I tested this first with a million points and didn’t see much performance gain. This was a bit disappointing and suggests that there are other bottlenecks in the library. I decided instead to try the largest file I have, the visible human, which is about 3.5 million points. I fed the cloud into my script and split it up into 10 files. When testing this I got a reasonable FPS gain. When rendering all the clouds I get ~20FPS and when I zoom out and render only 1 cloud, I get ~60FPS.

In Conclusion

If you’re going to render a large data set with XB PointStream, consider using my script to split it up into many files to increase your script’s performance.

Using WebGL readPixels? Turn on preserveDrawingBuffer August 1, 2011

Posted by Andor Salga in JavaScript, Open Source, point cloud, webgl, XB PointStream.
13 comments

Since I’ve already written a few blogs about WebGL’s readPixels and because developers seem to find my page mostly by this keyword, I decided to help clarify a recent issue I found.

In some of my WebGL scripts I have a feature which allows users to convert 3D images to 2D (see here).
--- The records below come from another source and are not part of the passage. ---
//! The frame clock: paces how often accumulated damage is flushed.
//!
//! The clock only knows *when*.  Whether it may run at all (desktop started,
//! updates not blocked, something pending) is decided by the desktop session
//! that owns it.
//!
//! A freshly armed clock first fires after half a frame period.  Damage that
//! arrives at roughly the server's own frame rate would otherwise land right
//! on the clock edge and produce uneven frame pacing.  Once it has fired, the
//! clock is re-armed with the full period.

use std::time::{Duration, Instant};

use super::timers::DeadlineTimer;

/// Lowest accepted frame rate; smaller values are clamped to it.
pub const MIN_FRAME_RATE: u32 = 1;

#[derive(Debug, Clone)]
pub struct FrameClock {
    timer: DeadlineTimer,
    period: Duration,
}

impl FrameClock {
    /// Creates a stopped clock for `frame_rate` frames per second.
    pub fn new(frame_rate: u32) -> Self {
        Self {
            timer: DeadlineTimer::new(),
            period: Duration::from_secs(1) / frame_rate.max(MIN_FRAME_RATE),
        }
    }

    /// One frame interval.
    pub fn period(&self) -> Duration {
        self.period
    }

    /// Arms the clock for half a period.  No-op while already running.
    pub fn start(&mut self, now: Instant) {
        if self.timer.is_started() {
            return;
        }
        self.timer.start(now, self.period / 2);
    }

    pub fn stop(&mut self) {
        self.timer.stop();
    }

    pub fn is_running(&self) -> bool {
        self.timer.is_started()
    }

    pub fn is_due(&self, now: Instant) -> bool {
        self.timer.is_expired(now)
    }

    pub fn deadline(&self) -> Option<Instant> {
        self.timer.deadline()
    }

    /// Re-arms after a produced frame.
    ///
    /// Returns `true` if this was the first tick since arming, whose half
    /// interval has now been normalised to a full period.
    pub fn rearm(&mut self, now: Instant) -> bool {
        let first_tick = self.timer.interval() != self.period;
        self.timer.start(now, self.period);
        first_tick
    }

    /// How long until the next frame could go out.
    ///
    /// Half a period while stopped, since that is how long a fresh arm waits.
    pub fn time_to_next_tick(&self, now: Instant) -> Duration {
        self.timer.remaining(now).unwrap_or(self.period / 2)
    }
}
The script does this simply by making a call to readPixels.

This used to work until browsers (namely WebKit and Chrome) began implementing the preserveDrawingBuffer option. This is an option set when the WebGL context is acquired and as its name suggests it preserves drawing buffers between frames.
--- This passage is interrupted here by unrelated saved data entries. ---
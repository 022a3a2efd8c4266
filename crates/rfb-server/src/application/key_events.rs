//! Per-client keyboard normalisation.
//!
//! Viewers and the desktop can disagree about lock-key state, send keysyms
//! the desktop cannot type directly, or disconnect while holding keys.  A
//! [`KeyTracker`] sits between one client and the session and turns each
//! incoming key event into the events the desktop should actually see.
//!
//! Rules, in order:
//!
//! 1. Lock keys are dropped while the desktop's LED state is unknown.
//! 2. For clients that cannot receive LED state, Scroll Lock is dropped and
//!    a fake Caps Lock / Num Lock tap is injected when a letter or keypad key
//!    reveals that the client's lock state differs from the desktop's.
//! 3. `ISO_Left_Tab` is sent as Tab with Shift held.
//! 4. Held keys are remembered by keycode (or by keysym when the client sent
//!    no keycode).  A repeat press keeps the keysym of the original press, a
//!    release with no matching press is dropped, and everything still held is
//!    released when the client goes away.

use std::collections::HashMap;

use rfb_core::keymap::keysym::{
    is_keypad_key, is_keypad_number, is_latin_letter, is_lock_key, LED_CAPS_LOCK, LED_NUM_LOCK,
    LED_UNKNOWN, XK_CAPS_LOCK, XK_ISO_LEFT_TAB, XK_NUM_LOCK, XK_SCROLL_LOCK, XK_SHIFT_L,
    XK_SHIFT_R, XK_TAB, XK_UPPER_A, XK_UPPER_Z,
};
use tracing::debug;

/// Marks a tracking key derived from a keysym rather than a keycode.
const KEYSYM_LOOKUP_FLAG: u32 = 0x8000_0000;

/// A key press or release headed for the desktop.
#[derive(Debug, Clone, Copy, PartialEq, Eq)]
pub struct KeyEvent {
    pub keysym: u32,
    /// Hardware keycode, or 0 when the client did not provide one.
    pub keycode: u32,
    pub down: bool,
}

impl KeyEvent {
    pub fn new(keysym: u32, keycode: u32, down: bool) -> Self {
        Self {
            keysym,
            keycode,
            down,
        }
    }

    fn tap(keysym: u32) -> [KeyEvent; 2] {
        [KeyEvent::new(keysym, 0, true), KeyEvent::new(keysym, 0, false)]
    }
}

/// Remembers which keys one client is holding down.
#[derive(Debug, Default)]
pub struct KeyTracker {
    /// Tracking key -> keysym sent on press.
    pressed: HashMap<u32, u32>,
}

impl KeyTracker {
    pub fn new() -> Self {
        Self::default()
    }

    pub fn pressed_count(&self) -> usize {
        self.pressed.len()
    }

    pub fn is_shift_pressed(&self) -> bool {
        self.pressed
            .values()
            .any(|&keysym| keysym == XK_SHIFT_L || keysym == XK_SHIFT_R)
    }

    /// Turns one client key event into the events to deliver, in order.
    ///
    /// `led_state` is the desktop's current LED mask and `client_has_leds`
    /// whether the client is told about LED changes.
    pub fn process(&mut self, event: KeyEvent, led_state: u32, client_has_leds: bool) -> Vec<KeyEvent> {
        let mut out = Vec::new();
        let KeyEvent {
            mut keysym,
            keycode,
            down,
        } = event;

        if led_state == LED_UNKNOWN && is_lock_key(keysym) {
            debug!("Ignoring lock key {keysym:#x} while the lock state is unknown");
            return out;
        }

        if !client_has_leds {
            if keysym == XK_SCROLL_LOCK {
                debug!("Ignoring Scroll Lock from a client without LED state");
                return out;
            }
            if down && led_state != LED_UNKNOWN {
                self.sync_lock_keys(keysym, led_state, &mut out);
            }
        }

        let mut fake_shift = false;
        if keysym == XK_ISO_LEFT_TAB {
            if !self.is_shift_pressed() {
                debug!("Pressing fake Shift_L");
                out.push(KeyEvent::new(XK_SHIFT_L, 0, true));
                fake_shift = true;
            }
            keysym = XK_TAB;
        }

        let lookup = if keycode == 0 {
            KEYSYM_LOOKUP_FLAG | keysym
        } else {
            keycode
        };

        if let Some(&held) = self.pressed.get(&lookup) {
            keysym = held;
        }

        let deliver = if down {
            self.pressed.insert(lookup, keysym);
            true
        } else {
            self.pressed.remove(&lookup).is_some()
        };
        if deliver {
            out.push(KeyEvent::new(keysym, keycode, down));
        }

        if fake_shift {
            debug!("Releasing fake Shift_L");
            out.push(KeyEvent::new(XK_SHIFT_L, 0, false));
        }
        out
    }

    /// Releases every key still held, e.g. when the client disconnects.
    pub fn release_all(&mut self) -> Vec<KeyEvent> {
        self.pressed
            .drain()
            .map(|(lookup, keysym)| {
                let keycode = if lookup & KEYSYM_LOOKUP_FLAG != 0 { 0 } else { lookup };
                KeyEvent::new(keysym, keycode, false)
            })
            .collect()
    }

    /// Injects lock taps so the desktop's Caps/Num Lock matches what the
    /// client's keysyms imply.
    fn sync_lock_keys(&self, keysym: u32, led_state: u32, out: &mut Vec<KeyEvent>) {
        let shift = self.is_shift_pressed();

        if is_latin_letter(keysym) {
            let uppercase = (XK_UPPER_A..=XK_UPPER_Z).contains(&keysym);
            let lock = led_state & LED_CAPS_LOCK != 0;
            if lock == (uppercase == shift) {
                debug!("Inserting fake CapsLock to get in sync with client");
                out.extend(KeyEvent::tap(XK_CAPS_LOCK));
            }
        }

        // With Shift held the expected Num Lock state differs between
        // platforms, so leave it alone.
        if is_keypad_key(keysym) && !shift {
            let number = is_keypad_number(keysym);
            let lock = led_state & LED_NUM_LOCK != 0;
            if lock != number {
                debug!("Inserting fake NumLock to get in sync with client");
                out.extend(KeyEvent::tap(XK_NUM_LOCK));
            }
        }
    }
}
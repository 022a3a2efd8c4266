//! Application layer: the session core.
//!
//! # What is the "application" layer? (for beginners)
//!
//! In Clean Architecture the *application* layer sits between the domain
//! (pure value types in `rfb-core`) and the infrastructure (capture
//! backends, sockets, files).  Code here:
//!
//! - **Orchestrates** domain objects: regions, screen layouts, cursors.
//! - **Depends on traits** (`DesktopBackend`, `ClientTransport`) rather than
//!   concrete platform code, so every rule can be tested with recording
//!   doubles.
//! - **Performs no I/O** and never sleeps; time is passed in as `Instant`.
//!
//! # Sub-modules
//!
//! - **`change_tracker`** – accumulates changed and copied regions between
//!   frames, with an optional pixel comparison pass.
//! - **`timers`** / **`frame_clock`** – deadline timers and the frame-rate
//!   bounded clock that decides when damage is flushed.
//! - **`key_events`** – per-client keyboard normalisation.
//! - **`client_connection`** – one viewer's state machine and update queue.
//! - **`desktop_session`** – one shared desktop and its joined clients.
//! - **`session_registry`** – identity to session mapping.
//! - **`blacklist`** – lockout after repeated authentication failures.
//! - **`server`** – the multi-session front door and process-wide timers.
//! - **`policy`** – the settings every session is built with.

pub mod blacklist;
pub mod change_tracker;
pub mod client_connection;
pub mod desktop_session;
pub mod frame_clock;
pub mod key_events;
pub mod policy;
pub mod server;
pub mod session_registry;
pub mod timers;
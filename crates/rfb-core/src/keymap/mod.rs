//! Keysym remapping.
//!
//! Administrators can rewrite keysyms before they reach the desktop, e.g. to
//! swap two keys on an unusual keyboard.  A mapping is written as a
//! comma-separated list of entries:
//!
//! - `0x22->0x40` maps keysym 0x22 to 0x40;
//! - `0x24<>0x25` swaps 0x24 and 0x25.
//!
//! Keysyms without an entry pass through unchanged.

use std::collections::HashMap;

use thiserror::Error;

pub mod keysym;

/// Errors raised while parsing a remapping list.
#[derive(Debug, Error, PartialEq, Eq)]
pub enum RemapError {
    #[error("bad key mapping entry `{0}`: expected `0xFROM->0xTO` or `0xA<>0xB`")]
    BadEntry(String),

    #[error("bad keysym `{0}`: expected a hexadecimal value such as 0x41")]
    BadKeysym(String),
}

/// Lookup table rewriting keysyms.
#[derive(Debug, Clone, Default, PartialEq, Eq)]
pub struct KeyRemapper {
    mapping: HashMap<u32, u32>,
}

impl KeyRemapper {
    /// Creates a remapper that changes nothing.
    pub fn new() -> Self {
        Self::default()
    }

    /// Parses a mapping list such as `"0x22->0x40,0x24<>0x25"`.
    ///
    /// Whitespace around entries is ignored and an empty string gives the
    /// identity mapping.
    ///
    /// # Errors
    ///
    /// Returns [`RemapError`] for an entry without a recognised arrow or with
    /// a keysym that is not `0x`-prefixed hexadecimal.
    pub fn parse(list: &str) -> Result<Self, RemapError> {
        let mut mapping = HashMap::new();
        for entry in list.split(',').map(str::trim).filter(|e| !e.is_empty()) {
            if let Some((from, to)) = entry.split_once("<>") {
                let (a, b) = (parse_keysym(from)?, parse_keysym(to)?);
                mapping.insert(a, b);
                mapping.insert(b, a);
            } else if let Some((from, to)) = entry.split_once("->") {
                mapping.insert(parse_keysym(from)?, parse_keysym(to)?);
            } else {
                return Err(RemapError::BadEntry(entry.to_string()));
            }
        }
        Ok(Self { mapping })
    }

    /// Returns the keysym `keysym` should be delivered as.
    pub fn remap(&self, keysym: u32) -> u32 {
        self.mapping.get(&keysym).copied().unwrap_or(keysym)
    }

    pub fn is_identity(&self) -> bool {
        self.mapping.is_empty()
    }
}

fn parse_keysym(text: &str) -> Result<u32, RemapError> {
    let text = text.trim();
    text.strip_prefix("0x")
        .or_else(|| text.strip_prefix("0X"))
        .and_then(|hex| u32::from_str_radix(hex, 16).ok())
        .ok_or_else(|| RemapError::BadKeysym(text.to_string()))
}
What this means is if preserveDrawingBuffer is false/off (which it is by default) it will not save the depth and color buffers after each draw call. Trying to call readPixels in this state will result in an array of zero’ed out data.
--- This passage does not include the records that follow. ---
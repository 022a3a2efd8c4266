//! Cursor images.
//!
//! A [`Cursor`] is an RGBA image with a hotspot: the pixel that sits exactly
//! at the pointer position.  Viewers that can draw the cursor locally receive
//! the image itself.  For the others the server composites the cursor into
//! the framebuffer stream; [`RenderedCursor`] caches that composite.

use thiserror::Error;

use super::geometry::{Point, Rect};
use super::pixel_buffer::{PixelBuffer, BYTES_PER_PIXEL};

/// Errors raised when building a cursor.
#[derive(Debug, Error, PartialEq, Eq)]
pub enum CursorError {
    #[error("cursor {width}x{height} needs {expected} bytes of RGBA data, got {actual}")]
    SizeMismatch {
        width: u32,
        height: u32,
        expected: usize,
        actual: usize,
    },

    #[error("hotspot ({x},{y}) lies outside a {width}x{height} cursor")]
    HotspotOutside {
        x: i32,
        y: i32,
        width: u32,
        height: u32,
    },
}

/// An RGBA cursor image (straight, non-premultiplied alpha).
#[derive(Debug, Clone, Default, PartialEq, Eq)]
pub struct Cursor {
    width: u32,
    height: u32,
    hotspot: Point,
    pixels: Vec<u8>,
}

impl Cursor {
    /// Builds a cursor from RGBA bytes.
    ///
    /// # Errors
    ///
    /// [`CursorError::SizeMismatch`] if `pixels` is not `width * height * 4`
    /// bytes, [`CursorError::HotspotOutside`] if a non-empty cursor's hotspot
    /// is not one of its pixels.
    pub fn new(width: u32, height: u32, hotspot: Point, pixels: Vec<u8>) -> Result<Self, CursorError> {
        let expected = width as usize * height as usize * BYTES_PER_PIXEL;
        if pixels.len() != expected {
            return Err(CursorError::SizeMismatch {
                width,
                height,
                expected,
                actual: pixels.len(),
            });
        }
        let bounds = Rect::from_size(0, 0, width, height);
        if !bounds.is_empty() && !bounds.contains(hotspot) {
            return Err(CursorError::HotspotOutside {
                x: hotspot.x,
                y: hotspot.y,
                width,
                height,
            });
        }
        Ok(Self {
            width,
            height,
            hotspot,
            pixels,
        })
    }

    pub fn width(&self) -> u32 {
        self.width
    }

    pub fn height(&self) -> u32 {
        self.height
    }

    pub fn hotspot(&self) -> Point {
        self.hotspot
    }

    pub fn pixels(&self) -> &[u8] {
        &self.pixels
    }

    pub fn is_empty(&self) -> bool {
        self.width == 0 || self.height == 0
    }

    fn alpha_at(&self, x: i32, y: i32) -> u8 {
        self.pixels[(y as usize * self.width as usize + x as usize) * BYTES_PER_PIXEL + 3]
    }

    /// Trims fully transparent rows and columns from the edges.
    ///
    /// The hotspot pixel is always kept, so the image still lines up with the
    /// pointer position afterwards.
    pub fn crop(&mut self) {
        let bounds = Rect::from_size(0, 0, self.width, self.height);
        let mut busy = bounds.intersect(&Rect::new(
            self.hotspot.x,
            self.hotspot.y,
            self.hotspot.x + 1,
            self.hotspot.y + 1,
        ));
        for y in 0..self.height as i32 {
            for x in 0..self.width as i32 {
                if self.alpha_at(x, y) != 0 {
                    busy = busy.union_boundary(&Rect::new(x, y, x + 1, y + 1));
                }
            }
        }

        if busy == bounds || busy.is_empty() {
            return;
        }

        let mut pixels = Vec::with_capacity(busy.area() as usize * BYTES_PER_PIXEL);
        for y in busy.tl.y..busy.br.y {
            let start = (y as usize * self.width as usize + busy.tl.x as usize) * BYTES_PER_PIXEL;
            let end = start + busy.width() as usize * BYTES_PER_PIXEL;
            pixels.extend_from_slice(&self.pixels[start..end]);
        }

        self.width = busy.width() as u32;
        self.height = busy.height() as u32;
        self.hotspot = self.hotspot - busy.tl;
        self.pixels = pixels;
    }

    /// The framebuffer area the cursor covers when the pointer is at `pos`.
    pub fn footprint_at(&self, pos: Point) -> Rect {
        Rect::from_size(0, 0, self.width, self.height).translate(pos - self.hotspot)
    }
}

/// The cursor composited over the framebuffer at the current pointer position.
#[derive(Debug, Clone, Default, PartialEq, Eq)]
pub struct RenderedCursor {
    rect: Rect,
    pixels: Vec<u8>,
}

impl RenderedCursor {
    pub fn new() -> Self {
        Self::default()
    }

    /// Framebuffer area covered by the composite (clipped to the framebuffer).
    pub fn rect(&self) -> Rect {
        self.rect
    }

    /// Composited `R, G, B, X` pixels for [`RenderedCursor::rect`], row-major.
    pub fn pixels(&self) -> &[u8] {
        &self.pixels
    }

    /// Recomputes the composite from the current framebuffer contents.
    pub fn update(&mut self, framebuffer: &dyn PixelBuffer, cursor: &Cursor, pos: Point) {
        let footprint = cursor.footprint_at(pos);
        let rect = footprint.intersect(&framebuffer.rect());
        self.pixels.clear();
        if rect.is_empty() {
            self.rect = Rect::default();
            return;
        }

        self.rect = rect;
        self.pixels.reserve(rect.area() as usize * BYTES_PER_PIXEL);
        let fb = framebuffer.pixels();
        let stride = framebuffer.stride();
        for y in rect.tl.y..rect.br.y {
            for x in rect.tl.x..rect.br.x {
                let fb_offset = (y as usize * stride + x as usize) * BYTES_PER_PIXEL;
                let cx = (x - footprint.tl.x) as usize;
                let cy = (y - footprint.tl.y) as usize;
                let c_offset = (cy * cursor.width() as usize + cx) * BYTES_PER_PIXEL;
                let alpha = cursor.pixels()[c_offset + 3] as u32;
                for channel in 0..3 {
                    let under = fb[fb_offset + channel] as u32;
                    let over = cursor.pixels()[c_offset + channel] as u32;
                    self.pixels
                        .push(((over * alpha + under * (255 - alpha)) / 255) as u8);
                }
                self.pixels.push(0);
            }
        }
    }
}
//! Structured logging set-up.
//!
//! All diagnostics go through `tracing` macros.  The embedding process calls
//! [`init_tracing`] once at start-up; the level comes from `RUST_LOG` when
//! set, otherwise from the configured default (usually `server.log_level`).

use tracing_subscriber::EnvFilter;

/// Builds the filter: `RUST_LOG` if present and valid, else `default_level`.
pub fn env_filter(default_level: &str) -> EnvFilter {
    EnvFilter::try_from_default_env().unwrap_or_else(|_| EnvFilter::new(default_level))
}

/// Installs the global fmt subscriber.
///
/// Returns `false` if a global subscriber was already installed, which
/// happens when several tests share one process.
pub fn init_tracing(default_level: &str) -> bool {
    tracing_subscriber::fmt()
        .with_env_filter(env_filter(default_level))
        .try_init()
        .is_ok()
}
If you’re planning on calling readPixels, you’ll need to turn on this option when you get your WebGL context.

var context = canvas.getContext("experimental-webgl", {preserveDrawingBuffer: true});

The WebGL spec states that this may cause a performance hit on some machines so only enable it if you really need to.

WebGL Visible Human Project July 30, 2011

Posted by Andor Salga in Open Source, point cloud, webgl, XB PointStream.
7 comments

Clicky!

A couple of weeks ago it was my turn to demonstrate to the other researchers at the Seneca CDOT lab what I had been working on. I gave them a quick presentation of XB PointStream, a WebGL library for rendering point clouds in web pages.

After watching my presentation, Mike Hoye expressed interest in extracting data from the visible human project video and feeding it into the library—creating an interactive version of the video in 3D. The idea seemed fascinating and I anticipated seeing the results. It wasn’t long before Mike casually mentioned he finished everything. He showed me his demo and I was extremely impressed.

Slider Slicer

After playing around with the demo for a bit I decided it needed at least one change: a slider to slice the subject just like the video. I added a jQuery UI slider which now allows users to create cross sections of the point cloud. I then made some changes to the camera so it always focuses on the section which has been sliced ‘out’.

Something Completely Different

This demo is interesting because it’s different in two ways. First, the point cloud has contents. All my other clouds are actually hollow, while this one has a bunch of ‘meat’ within it.

Second, the file size. Mike mentioned the data set had been scaled down from several gigabytes. This sparked my interest since none of my current point clouds surpass 50MB. If I manage to solve the problem of dynamically loading sections of point cloud files, I could start experimenting with loading the entire 10GB cloud.

Making it Faster

The demo is sluggish right now since it stupidly renders 3.5 million points/frame. However, this can be fixed. Because the user clipping planes work on the Y-axis and because the cloud loads along the Y-axis, it would be possible to do coarse-level culling on sections of the cloud if it was pre-cut along this axis. For example, if I had 5 or so cross section ‘chunks’ of the cloud and one of the clipping planes passed the bounds of a cloud, that section could be culled from rendering entirely. When I have time (ha,ha) I’ll get around to doing that.

Special Thanks

A huge thanks to Mike Hoye who on his own time performed some magic and got the data out of the video. This demo would not have been possible without him. I’m looking forward to some higher fidelity point clouds in the future!